Like it or not, the history of the New Forest is firmly interconnected with the practice of hunting. It was for this purpose that William I established the landscape as a Royal Forest, in the eleventh century. While most people associate royal hunting with medieval game species, such as wild boar or red deer, modern hunting is more often connected with the fox. However, in times past the New Forest was also renown for its squirrel hunts. The Forest was once home to a vast population of red squirrels (Sciurus vulgaris), whose numbers were controlled because of the damage they caused to the trees. Men armed with ‘snogs’, which were basically pieces of wood with lead weights wired to the ends, would throw the weapon into the tree to knock the squirrels down. Red squirrels, by all accounts, would make a tasty meal provided that there was more than one in the pot!

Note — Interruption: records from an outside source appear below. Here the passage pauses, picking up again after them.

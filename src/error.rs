use thiserror::Error;

use crate::generation::GenerationError;

#[derive(Debug, Error)]
pub enum AnalyzerError {
    #[error("Invalid reference data: {0}")]
    InvalidReference(String),

    #[error("IO error: {0}")]
    Io(#[from] std::io::Error),

    #[error("JSON error: {0}")]
    Json(#[from] serde_json::Error),

    #[error("Prompt error: {0}")]
    Prompt(#[from] dialoguer::Error),

    #[error("CSV error: {0}")]
    Csv(#[from] csv::Error),

    #[error("Invalid input: {0}")]
    InvalidInput(String),

    #[error(transparent)]
    Generation(#[from] GenerationError),
}

pub type Result<T> = std::result::Result<T, AnalyzerError>;
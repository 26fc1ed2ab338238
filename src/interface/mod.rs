pub mod export;
pub mod prompts;
pub mod render;

pub use export::{to_json, write_csv};
pub use prompts::{
    collect_user_profile, prompt_age, prompt_budget, prompt_conditions, prompt_goal,
    prompt_location, prompt_optional_text, prompt_yes_no,
};
pub use render::{
    display_analysis, display_food_table, display_goals, format_analysis, AnalysisReport,
};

A case of squirrel hunting
A case connected to squirrel hunting occurred in the Lyndhurst Petty Sessions in 1889, when four men were summoned for, and pleaded guilty to, the wilful damage of fir trees in Hazeley Wood. The damage had occurred whilst the men, ‘with loaded sticks, which broke off the boughs of the trees’ were out squirrel hunting. The Chairman of the bench presiding over the prosecution asked why the old Forest custom was being interfered with. The Deputy Surveyor, at that time, explained that whilst he had no objection to the hunting of squirrels he did not want this activity conducted in the enclosures, which were for the growing of trees, ‘where even shooting is not permitted’ by gentlemen with licenses. He reported that complaints had been made to him about ‘squirrel hunting on Sundays, as the men who were out made a tremendous noise, and around Lyndhurst it was quite like pandemonium. It was so bad that respectable people were afraid to walk about in the Forest because of the conduct and language used by the men there engaged in squirrel hunting.’ The Deputy Surveyor, therefore, asked the bench to rule against squirrel hunting in the enclosures and on Sundays. The defendants were consequently each fined 2s 6d, and the costs. They were further warned not to make any disturbance in the Forest or to disgrace Sundays in future. Their experience no doubt served as a warning to others.
Invasion of the grey squirrels
Sadly there are no longer any red squirrels in the New Forest. Their demise was not as a result of hunting but due to the introduction and subsequent invasion of the non-native grey squirrel (Sciurus carolinensis) in the late nineteenth century, which ousted the smaller, native species from its homeland territories. As well as being bigger and able to store more fat to see them through leaner winters, the grey squirrel also carries the Squirrel pox virus to which the red squirrel has no immunity. Even though attempts were made to supress grey squirrel numbers, by the middle of the twentieth century they had begun to dominate the New Forest, as in other areas, and the red squirrel was eventually evicted. Locally the red squirrel is now confined to Brownsea Island, near Poole, and the Isle of Wight.
Eat them to beat them!
The grey squirrel though has few supporters among the Forest folk. Apart from their detrimental impact on the red squirrels they also heavily predate on birds eggs and their chicks, and cause serious damage to the Forest’s trees. It is a nationwide problem that has earned the grey squirrel, which number over 2.5 million, the status of ‘pest’. One of the solutions to the grey squirrel infestation has been an ‘eat them to beat them’ approach that has called upon mainstream celebrity chefs, such as Jamie Oliver, to include grey squirrels in their recipes. Sporting and wild game chefs, such as Hugh Fernley Whittingstall of River Cottage and chef Pascal Aussignac, of Michelin-starred Club Gascon, have long advocated using grey squirrel meat as a free-range alternative. However, environmental journalist George Monbiot caused outrage amongst animal-lovers last year by preparing and cooking a grey squirrel on BBC TV’s Newsnight programme, which perhaps suggests that wild squirrel meat is not destined to become a supermarket staple just yet. Would you be tempted to a slice of squirrel-pie, sup on squirrel-stew, or perhaps try a taste of squirrel-sausage?